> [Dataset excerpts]
━━━━━━━━

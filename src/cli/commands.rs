//! CLI command execution.
//!
//! Each command resolves its arguments (release versions become release IDs
//! by listing the product's releases), performs one API operation and hands
//! the result to the [`Printer`].

use std::io::Write;

use crate::cli::{Command, ReleaseArgs};
use crate::output::{
    EulaRow, Printer, ProductRow, ReleaseDependencyRow, ReleaseRow, ReleaseTypeRow,
    UpgradePathRow,
};
use crate::{
    check_authentication, release_types, Create, CreateReleaseConfig, Delete, Eula, Get, List,
    PivnetClient, Product, Release, ReleaseDependency, ReleaseRef, ReleaseUpgradePath, Result,
};

/// Execute a parsed command against the API and print its result.
///
/// # Errors
///
/// Returns the first error from resolving arguments, calling the API or
/// writing output.
pub async fn run<W: Write>(
    client: &PivnetClient,
    command: Command,
    printer: &mut Printer<W>,
) -> Result<()> {
    match command {
        Command::Products => {
            let products = Product::list(client, &()).await?;
            printer.print_list(&products, |p| ProductRow::from(p))
        }
        Command::Product { product_slug } => {
            let product = Product::get(client, product_slug).await?;
            printer.print_single(&product)
        }
        Command::Releases { product_slug } => {
            let releases = Release::list(client, &product_slug).await?;
            printer.print_list(&releases, |r| ReleaseRow::from(r))
        }
        Command::Release(args) => {
            let release = resolve_release(client, &args).await?;
            // The list endpoint omits some fields; fetch the full record.
            let release = Release::get(client, release.release_ref(&args.product_slug)).await?;
            printer.print_single(&release)
        }
        Command::CreateRelease {
            release,
            release_type,
            eula_slug,
            release_date,
            description,
            release_notes_url,
            controlled,
            eccn,
            license_exception,
            end_of_support_date,
            end_of_guidance_date,
            end_of_availability_date,
            copy_metadata,
        } => {
            let config = CreateReleaseConfig {
                release_date,
                description,
                release_notes_url,
                controlled,
                eccn,
                license_exception,
                end_of_support_date,
                end_of_guidance_date,
                end_of_availability_date,
                copy_metadata,
                ..CreateReleaseConfig::new(
                    release.product_slug,
                    release.release_version,
                    release_type,
                    eula_slug,
                )
            };
            let created = Release::create(client, config).await?;
            printer.print_single(&created)
        }
        Command::DeleteRelease(args) => {
            let release = resolve_release(client, &args).await?;
            Release::delete(client, release.release_ref(&args.product_slug)).await?;
            printer.print_confirmation(&format!(
                "Release {} deleted from {}",
                args.release_version, args.product_slug
            ))
        }
        Command::ReleaseTypes => {
            let types = release_types(client).await?;
            printer.print_list(&types, |t| ReleaseTypeRow::from(t))
        }
        Command::Eulas => {
            let eulas = Eula::list(client, &()).await?;
            printer.print_list(&eulas, |e| EulaRow::from(e))
        }
        Command::Eula { eula_slug } => {
            let eula = Eula::get(client, eula_slug).await?;
            printer.print_single(&eula)
        }
        Command::AcceptEula(args) => {
            let release = resolve_release(client, &args).await?;
            let acceptance = Eula::accept(client, &release.release_ref(&args.product_slug)).await?;
            tracing::debug!(accepted_at = %acceptance.accepted_at, "EULA accepted");
            printer.print_confirmation(&format!(
                "EULA accepted for {} {}",
                args.product_slug, args.release_version
            ))
        }
        Command::ReleaseDependencies(args) => {
            let release = resolve_release(client, &args).await?;
            let dependencies =
                ReleaseDependency::list(client, &release.release_ref(&args.product_slug)).await?;
            printer.print_list(&dependencies, |d| ReleaseDependencyRow::from(d))
        }
        Command::AddReleaseDependency {
            release,
            dependent_product_slug,
            dependent_release_version,
        } => {
            let target = resolve_release(client, &release).await?;
            let dependent = Release::find_by_version(
                client,
                &dependent_product_slug,
                &dependent_release_version,
            )
            .await?;
            ReleaseDependency::add(client, &target.release_ref(&release.product_slug), dependent.id)
                .await?;
            printer.print_confirmation(&format!(
                "Added dependency on {} {} to {} {}",
                dependent_product_slug,
                dependent_release_version,
                release.product_slug,
                release.release_version
            ))
        }
        Command::RemoveReleaseDependency {
            release,
            dependent_product_slug,
            dependent_release_version,
        } => {
            let target = resolve_release(client, &release).await?;
            let dependent = Release::find_by_version(
                client,
                &dependent_product_slug,
                &dependent_release_version,
            )
            .await?;
            ReleaseDependency::remove(
                client,
                &target.release_ref(&release.product_slug),
                dependent.id,
            )
            .await?;
            printer.print_confirmation(&format!(
                "Removed dependency on {} {} from {} {}",
                dependent_product_slug,
                dependent_release_version,
                release.product_slug,
                release.release_version
            ))
        }
        Command::ReleaseUpgradePaths(args) => {
            let release = resolve_release(client, &args).await?;
            let paths =
                ReleaseUpgradePath::list(client, &release.release_ref(&args.product_slug)).await?;
            printer.print_list(&paths, |u| UpgradePathRow::from(u))
        }
        Command::AddReleaseUpgradePath {
            release,
            previous_release_version,
        } => {
            let (target, previous) =
                resolve_release_pair(client, &release, &previous_release_version).await?;
            ReleaseUpgradePath::add(client, &target, previous.id).await?;
            printer.print_confirmation(&format!(
                "Added upgrade path from {} to {}",
                previous_release_version, release.release_version
            ))
        }
        Command::RemoveReleaseUpgradePath {
            release,
            previous_release_version,
        } => {
            let (target, previous) =
                resolve_release_pair(client, &release, &previous_release_version).await?;
            ReleaseUpgradePath::remove(client, &target, previous.id).await?;
            printer.print_confirmation(&format!(
                "Removed upgrade path from {} to {}",
                previous_release_version, release.release_version
            ))
        }
        Command::CheckAuth => {
            check_authentication(client).await?;
            printer.print_confirmation("Authentication succeeded")
        }
    }
}

async fn resolve_release(client: &PivnetClient, args: &ReleaseArgs) -> Result<Release> {
    Release::find_by_version(client, &args.product_slug, &args.release_version).await
}

/// Resolve a release and an earlier release of the same product with a
/// single listing.
async fn resolve_release_pair(
    client: &PivnetClient,
    args: &ReleaseArgs,
    previous_version: &str,
) -> Result<(ReleaseRef, Release)> {
    let releases = Release::list(client, &args.product_slug).await?;
    let find = |version: &str| {
        releases
            .iter()
            .find(|r| r.version == version)
            .cloned()
            .ok_or_else(|| crate::PivnetError::ReleaseNotFound {
                product_slug: args.product_slug.clone(),
                version: version.to_string(),
            })
    };

    let target = find(&args.release_version)?;
    let previous = find(previous_version)?;
    Ok((target.release_ref(&args.product_slug), previous))
}
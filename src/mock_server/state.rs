//! Mock server state management.
//!
//! Provides the in-memory data store for the mock Pivnet API server.

use std::collections::{BTreeMap, HashMap, HashSet};
use std::sync::Arc;
use tokio::sync::RwLock;

use crate::{
    DependentRelease, Eula, Product, Release, ReleaseDependency, ReleaseUpgradePath,
    UpgradePathRelease,
};

/// Shared state for the mock server.
///
/// This struct holds all the mock data that the server will serve.
/// It's wrapped in `Arc<RwLock<_>>` for concurrent access.
#[derive(Debug, Default)]
pub struct MockState {
    /// Products indexed by slug.
    pub products: BTreeMap<String, Product>,

    /// Releases indexed by owning product slug.
    pub releases: BTreeMap<String, Vec<Release>>,

    /// EULAs indexed by slug.
    pub eulas: BTreeMap<String, Eula>,

    /// Release types accepted on create.
    pub release_types: Vec<String>,

    /// Dependent release IDs indexed by release ID.
    pub dependencies: HashMap<u64, Vec<u64>>,

    /// Previous release IDs indexed by release ID.
    pub upgrade_paths: HashMap<u64, Vec<u64>>,

    /// Releases whose EULA has been accepted.
    pub eula_acceptances: HashSet<u64>,

    /// Optional authentication token. If set, requests must include this token.
    pub required_token: Option<String>,
}

impl MockState {
    /// Create a new empty state.
    pub fn new() -> Self {
        Self::default()
    }

    /// Create state wrapped in Arc<RwLock> for sharing.
    pub fn shared(self) -> Arc<RwLock<Self>> {
        Arc::new(RwLock::new(self))
    }

    /// Add a product to the state.
    pub fn with_product(mut self, product: Product) -> Self {
        self.products.insert(product.slug.clone(), product);
        self
    }

    /// Add a release owned by `product_slug`.
    pub fn with_release(mut self, product_slug: &str, release: Release) -> Self {
        self.releases
            .entry(product_slug.to_string())
            .or_default()
            .push(release);
        self
    }

    /// Add an EULA to the state.
    pub fn with_eula(mut self, eula: Eula) -> Self {
        self.eulas.insert(eula.slug.clone(), eula);
        self
    }

    /// Add a release type to the accepted set.
    pub fn with_release_type(mut self, release_type: &str) -> Self {
        self.release_types.push(release_type.to_string());
        self
    }

    /// Record that `release_id` depends on `dependent_release_id`.
    pub fn with_dependency(mut self, release_id: u64, dependent_release_id: u64) -> Self {
        self.add_dependency(release_id, dependent_release_id);
        self
    }

    /// Record an upgrade path to `release_id` from `previous_release_id`.
    pub fn with_upgrade_path(mut self, release_id: u64, previous_release_id: u64) -> Self {
        self.add_upgrade_path(release_id, previous_release_id);
        self
    }

    /// Set the required authentication token.
    pub fn with_required_token(mut self, token: &str) -> Self {
        self.required_token = Some(token.to_string());
        self
    }

    /// Get a product by slug.
    pub fn get_product(&self, slug: &str) -> Option<&Product> {
        self.products.get(slug)
    }

    /// List all products.
    pub fn list_products(&self) -> Vec<&Product> {
        self.products.values().collect()
    }

    /// List the releases of a product, or `None` if the product is unknown.
    pub fn list_releases(&self, product_slug: &str) -> Option<Vec<&Release>> {
        self.get_product(product_slug)?;
        Some(
            self.releases
                .get(product_slug)
                .map(|r| r.iter().collect())
                .unwrap_or_default(),
        )
    }

    /// Get a release of a product by ID.
    pub fn get_release(&self, product_slug: &str, release_id: u64) -> Option<&Release> {
        self.releases
            .get(product_slug)?
            .iter()
            .find(|r| r.id == release_id)
    }

    /// Find a release by ID across all products, with its product.
    pub fn find_release(&self, release_id: u64) -> Option<(&Product, &Release)> {
        self.releases.iter().find_map(|(slug, releases)| {
            let release = releases.iter().find(|r| r.id == release_id)?;
            Some((self.products.get(slug)?, release))
        })
    }

    /// Next unused release ID.
    pub fn next_release_id(&self) -> u64 {
        self.releases
            .values()
            .flatten()
            .map(|r| r.id)
            .max()
            .unwrap_or(0)
            + 1
    }

    /// Store a new release under `product_slug`, assigning its ID.
    pub fn create_release(&mut self, product_slug: &str, mut release: Release) -> Release {
        release.id = self.next_release_id();
        self.releases
            .entry(product_slug.to_string())
            .or_default()
            .push(release.clone());
        release
    }

    /// Apply a PATCH to a stored release.
    ///
    /// Only fields present in `patch` are written; absent fields and the ID
    /// keep their stored values.
    pub fn update_release(
        &mut self,
        product_slug: &str,
        release_id: u64,
        patch: Release,
    ) -> Option<&Release> {
        let stored = self
            .releases
            .get_mut(product_slug)?
            .iter_mut()
            .find(|r| r.id == release_id)?;
        merge_release(stored, patch);
        Some(&*stored)
    }

    /// Delete a release and every link that references it.
    pub fn delete_release(&mut self, product_slug: &str, release_id: u64) -> bool {
        let Some(releases) = self.releases.get_mut(product_slug) else {
            return false;
        };
        let before = releases.len();
        releases.retain(|r| r.id != release_id);
        if releases.len() == before {
            return false;
        }

        for links in [&mut self.dependencies, &mut self.upgrade_paths] {
            links.remove(&release_id);
            for ids in links.values_mut() {
                ids.retain(|id| *id != release_id);
            }
        }
        self.eula_acceptances.remove(&release_id);
        true
    }

    /// Add a dependency link; adding an existing link is a no-op.
    pub fn add_dependency(&mut self, release_id: u64, dependent_release_id: u64) {
        let ids = self.dependencies.entry(release_id).or_default();
        if !ids.contains(&dependent_release_id) {
            ids.push(dependent_release_id);
        }
    }

    /// Remove a dependency link.
    pub fn remove_dependency(&mut self, release_id: u64, dependent_release_id: u64) {
        if let Some(ids) = self.dependencies.get_mut(&release_id) {
            ids.retain(|id| *id != dependent_release_id);
        }
    }

    /// Resolve the dependencies of a release into API records.
    pub fn dependencies_of(&self, release_id: u64) -> Vec<ReleaseDependency> {
        self.dependencies
            .get(&release_id)
            .into_iter()
            .flatten()
            .filter_map(|id| self.find_release(*id))
            .map(|(product, release)| ReleaseDependency {
                release: DependentRelease {
                    id: release.id,
                    version: release.version.clone(),
                    product: Product {
                        id: product.id,
                        name: product.name.clone(),
                        ..Default::default()
                    },
                },
            })
            .collect()
    }

    /// Add an upgrade path; adding an existing path is a no-op.
    pub fn add_upgrade_path(&mut self, release_id: u64, previous_release_id: u64) {
        let ids = self.upgrade_paths.entry(release_id).or_default();
        if !ids.contains(&previous_release_id) {
            ids.push(previous_release_id);
        }
    }

    /// Remove an upgrade path.
    pub fn remove_upgrade_path(&mut self, release_id: u64, previous_release_id: u64) {
        if let Some(ids) = self.upgrade_paths.get_mut(&release_id) {
            ids.retain(|id| *id != previous_release_id);
        }
    }

    /// Resolve the upgrade paths of a release into API records.
    pub fn upgrade_paths_of(&self, release_id: u64) -> Vec<ReleaseUpgradePath> {
        self.upgrade_paths
            .get(&release_id)
            .into_iter()
            .flatten()
            .filter_map(|id| self.find_release(*id))
            .map(|(_, release)| ReleaseUpgradePath {
                release: UpgradePathRelease {
                    id: release.id,
                    version: release.version.clone(),
                },
            })
            .collect()
    }
}

fn merge_release(stored: &mut Release, patch: Release) {
    fn merge<T>(slot: &mut Option<T>, value: Option<T>) {
        if value.is_some() {
            *slot = value;
        }
    }

    if !patch.version.is_empty() {
        stored.version = patch.version;
    }
    if patch.controlled {
        stored.controlled = true;
    }
    merge(&mut stored.release_type, patch.release_type);
    merge(&mut stored.release_date, patch.release_date);
    merge(&mut stored.release_notes_url, patch.release_notes_url);
    merge(&mut stored.availability, patch.availability);
    merge(&mut stored.description, patch.description);
    merge(&mut stored.eula, patch.eula);
    merge(&mut stored.oss_compliant, patch.oss_compliant);
    merge(&mut stored.end_of_support_date, patch.end_of_support_date);
    merge(&mut stored.end_of_guidance_date, patch.end_of_guidance_date);
    merge(&mut stored.end_of_availability_date, patch.end_of_availability_date);
    merge(&mut stored.eccn, patch.eccn);
    merge(&mut stored.license_exception, patch.license_exception);
    merge(&mut stored.updated_at, patch.updated_at);
    merge(&mut stored.links, patch.links);
}

#[cfg(test)]
mod tests {
    use super::*;
    use crate::mock_server::Fixtures;

    fn sample_state() -> MockState {
        MockState::new()
            .with_product(Fixtures::product(1, "alpha", "Alpha"))
            .with_product(Fixtures::product(2, "beta", "Beta"))
            .with_release("alpha", Fixtures::minimal_release(10, "1.0.0"))
            .with_release("alpha", Fixtures::minimal_release(11, "1.1.0"))
            .with_release("beta", Fixtures::minimal_release(20, "2.0.0"))
    }

    #[test]
    fn test_state_add_and_get_release() {
        let state = sample_state();

        let release = state.get_release("alpha", 11);
        assert_eq!(release.unwrap().version, "1.1.0");
        assert!(state.get_release("beta", 11).is_none());
        assert_eq!(state.list_releases("alpha").unwrap().len(), 2);
        assert!(state.list_releases("missing").is_none());
    }

    #[test]
    fn test_state_create_assigns_next_id() {
        let mut state = sample_state();
        let created = state.create_release("beta", Fixtures::minimal_release(0, "2.1.0"));
        assert_eq!(created.id, 21);
        assert_eq!(state.get_release("beta", 21).unwrap().version, "2.1.0");
    }

    #[test]
    fn test_state_update_release_keeps_absent_fields() {
        let eula = Fixtures::eula(1, "pivotal_software_eula", "Pivotal Software EULA");
        let mut state = MockState::new().with_release(
            "alpha",
            Fixtures::published_release(10, "1.0.0", "Major Release", eula),
        );

        let patch = Release {
            id: 999,
            description: Some("patched".to_string()),
            ..Default::default()
        };
        let updated = state.update_release("alpha", 10, patch).unwrap().clone();

        assert_eq!(updated.id, 10);
        assert_eq!(updated.version, "1.0.0");
        assert_eq!(updated.description.as_deref(), Some("patched"));
        assert_eq!(updated.release_type.as_deref(), Some("Major Release"));
        assert_eq!(updated.release_date.as_deref(), Some("2016-03-14"));
        assert_eq!(
            updated.eula.map(|e| e.slug),
            Some("pivotal_software_eula".to_string())
        );
        assert!(state.update_release("alpha", 11, Release::default()).is_none());
    }

    #[test]
    fn test_state_dependencies_resolve_product() {
        let state = sample_state().with_dependency(11, 20).with_dependency(11, 20);

        let deps = state.dependencies_of(11);
        assert_eq!(deps.len(), 1);
        assert_eq!(deps[0].release.version, "2.0.0");
        assert_eq!(deps[0].release.product.name, "Beta");
    }

    #[test]
    fn test_state_delete_release_drops_links() {
        let mut state = sample_state()
            .with_dependency(11, 20)
            .with_upgrade_path(11, 10);

        assert!(state.delete_release("alpha", 10));
        assert!(state.upgrade_paths_of(11).is_empty());
        assert_eq!(state.dependencies_of(11).len(), 1);

        assert!(!state.delete_release("alpha", 10));
    }
}
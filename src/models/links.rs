//! Hypermedia links attached to API records.

use std::collections::BTreeMap;

use serde::{Deserialize, Serialize};

/// A single `_links` entry.
#[derive(Debug, Clone, Default, PartialEq, Eq, Serialize, Deserialize)]
pub struct Link {
    /// Absolute URL of the linked resource.
    #[serde(default)]
    pub href: String,
}

/// The `_links` object, keyed by relation name (`self`, `product_files`, ...).
pub type Links = BTreeMap<String, Link>;
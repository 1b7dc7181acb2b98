//! Status-code handling of the HTTP client.
//!
//! Every request declares the status it expects; anything else becomes a
//! typed error carrying the API's message.

use pivnet::{
    check_authentication, ClientConfig, Delete, Eula, Get, List, PivnetClient, PivnetError,
    Product, Release, ReleaseRef,
};
use tokio_test::{assert_err, assert_ok};
use wiremock::matchers::{header, method, path};
use wiremock::{Mock, MockServer, ResponseTemplate};

fn client_for(server: &MockServer) -> PivnetClient {
    PivnetClient::new(ClientConfig::new("test-token").with_host(server.uri())).unwrap()
}

#[tokio::test]
async fn test_sends_token_authorization_header() {
    let mock_server = MockServer::start().await;

    Mock::given(method("GET"))
        .and(path("/api/v2/authentication"))
        .and(header("authorization", "Token test-token"))
        .respond_with(ResponseTemplate::new(200).set_body_json(serde_json::json!({})))
        .expect(1)
        .mount(&mock_server)
        .await;

    let client = client_for(&mock_server);
    assert_ok!(check_authentication(&client).await);
}

#[tokio::test]
async fn test_sends_user_agent_header() {
    let mock_server = MockServer::start().await;

    Mock::given(method("GET"))
        .and(path("/api/v2/authentication"))
        .and(header("user-agent", "my-tool/1.0"))
        .respond_with(ResponseTemplate::new(200))
        .expect(1)
        .mount(&mock_server)
        .await;

    let client = PivnetClient::new(
        ClientConfig::new("test-token")
            .with_host(mock_server.uri())
            .with_user_agent("my-tool/1.0"),
    )
    .unwrap();
    assert_ok!(check_authentication(&client).await);
}

#[tokio::test]
async fn test_unexpected_status_is_api_error_with_message() {
    let mock_server = MockServer::start().await;

    Mock::given(method("GET"))
        .and(path("/api/v2/products"))
        .respond_with(ResponseTemplate::new(418).set_body_json(serde_json::json!({
            "message": "foo message",
            "errors": ["first", "second"]
        })))
        .mount(&mock_server)
        .await;

    let client = client_for(&mock_server);
    let err = assert_err!(Product::list(&client, &()).await);

    assert_eq!(err.status_code(), Some(418));
    match &err {
        PivnetError::ApiError {
            message, errors, ..
        } => {
            assert_eq!(message, "foo message");
            assert_eq!(errors, &vec!["first".to_string(), "second".to_string()]);
        }
        other => panic!("Expected ApiError, got {other:?}"),
    }
    assert!(err.to_string().contains("foo message"));
}

#[tokio::test]
async fn test_success_status_other_than_expected_is_an_error() {
    let mock_server = MockServer::start().await;

    // Deleting a release expects 204; a 200 is still a failure.
    Mock::given(method("DELETE"))
        .and(path("/api/v2/products/my-product/releases/5"))
        .respond_with(ResponseTemplate::new(200).set_body_json(serde_json::json!({})))
        .mount(&mock_server)
        .await;

    let client = client_for(&mock_server);
    let err = assert_err!(Release::delete(&client, ReleaseRef::new("my-product", 5)).await);
    assert_eq!(err.status_code(), Some(200));
}

#[tokio::test]
async fn test_unauthorized_maps_to_unauthorized() {
    let mock_server = MockServer::start().await;

    Mock::given(method("GET"))
        .and(path("/api/v2/authentication"))
        .respond_with(
            ResponseTemplate::new(401)
                .set_body_json(serde_json::json!({"message": "invalid token"})),
        )
        .mount(&mock_server)
        .await;

    let client = client_for(&mock_server);
    let result = check_authentication(&client).await;

    match result {
        Err(PivnetError::Unauthorized { message }) => assert_eq!(message, "invalid token"),
        other => panic!("Expected Unauthorized, got {other:?}"),
    }
}

#[tokio::test]
async fn test_not_found_maps_to_not_found() {
    let mock_server = MockServer::start().await;

    Mock::given(method("GET"))
        .and(path("/api/v2/products/missing"))
        .respond_with(
            ResponseTemplate::new(404)
                .set_body_json(serde_json::json!({"message": "product not found"})),
        )
        .mount(&mock_server)
        .await;

    let client = client_for(&mock_server);
    let result = Product::get(&client, "missing".to_string()).await;

    assert!(matches!(result, Err(PivnetError::NotFound { ref message }) if message == "product not found"));
}

#[tokio::test]
async fn test_legal_restriction_maps_to_unavailable() {
    let mock_server = MockServer::start().await;

    Mock::given(method("GET"))
        .and(path("/api/v2/products/restricted/releases/9"))
        .respond_with(
            ResponseTemplate::new(451)
                .set_body_json(serde_json::json!({"message": "export controlled"})),
        )
        .mount(&mock_server)
        .await;

    let client = client_for(&mock_server);
    let result = Release::get(&client, ReleaseRef::new("restricted", 9)).await;

    assert!(matches!(
        result,
        Err(PivnetError::UnavailableForLegalReasons { .. })
    ));
}

#[tokio::test]
async fn test_rate_limit_reads_retry_after() {
    let mock_server = MockServer::start().await;

    Mock::given(method("GET"))
        .and(path("/api/v2/eulas"))
        .respond_with(ResponseTemplate::new(429).insert_header("retry-after", "30"))
        .mount(&mock_server)
        .await;

    let client = client_for(&mock_server);
    let result = Eula::list(&client, &()).await;

    assert!(matches!(
        result,
        Err(PivnetError::RateLimited {
            retry_after_secs: Some(30)
        })
    ));
}

#[tokio::test]
async fn test_non_json_error_body_is_kept_as_message() {
    let mock_server = MockServer::start().await;

    Mock::given(method("GET"))
        .and(path("/api/v2/products"))
        .respond_with(ResponseTemplate::new(500).set_body_string("upstream exploded"))
        .mount(&mock_server)
        .await;

    let client = client_for(&mock_server);
    let err = assert_err!(Product::list(&client, &()).await);

    match err {
        PivnetError::ApiError {
            message,
            status_code,
            errors,
        } => {
            assert_eq!(message, "upstream exploded");
            assert_eq!(status_code, 500);
            assert!(errors.is_empty());
        }
        other => panic!("Expected ApiError, got {other:?}"),
    }
}

#[tokio::test]
async fn test_malformed_success_body_is_an_error() {
    let mock_server = MockServer::start().await;

    Mock::given(method("GET"))
        .and(path("/api/v2/products/broken"))
        .respond_with(ResponseTemplate::new(200).set_body_string("{not json"))
        .mount(&mock_server)
        .await;

    let client = client_for(&mock_server);
    let result = Product::get(&client, "broken".to_string()).await;

    assert!(matches!(result, Err(PivnetError::HttpError(_))));
}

━━━━━━━━

> [The task]
The required output is the exact run of lines from the beginning of the records to the line with "the full record.", that line included.

> [Exercise result]
filename src/cli/commands.rs
//! CLI command execution.
//!
//! Each command resolves its arguments (release versions become release IDs
//! by listing the product's releases), performs one API operation and hands
//! the result to the [`Printer`].

use std::io::Write;

use crate::cli::{Command, ReleaseArgs};
use crate::output::{
    EulaRow, Printer, ProductRow, ReleaseDependencyRow, ReleaseRow, ReleaseTypeRow,
    UpgradePathRow,
};
use crate::{
    check_authentication, release_types, Create, CreateReleaseConfig, Delete, Eula, Get, List,
    PivnetClient, Product, Release, ReleaseDependency, ReleaseRef, ReleaseUpgradePath, Result,
};

/// Execute a parsed command against the API and print its result.
///
/// # Errors
///
/// Returns the first error from resolving arguments, calling the API or
/// writing output.
pub async fn run<W: Write>(
    client: &PivnetClient,
    command: Command,
    printer: &mut Printer<W>,
) -> Result<()> {
    match command {
        Command::Products => {
            let products = Product::list(client, &()).await?;
            printer.print_list(&products, |p| ProductRow::from(p))
        }
        Command::Product { product_slug } => {
            let product = Product::get(client, product_slug).await?;
            printer.print_single(&product)
        }
        Command::Releases { product_slug } => {
            let releases = Release::list(client, &product_slug).await?;
            printer.print_list(&releases, |r| ReleaseRow::from(r))
        }
        Command::Release(args) => {
            let release = resolve_release(client, &args).await?;
            // The list endpoint omits some fields; fetch the full record.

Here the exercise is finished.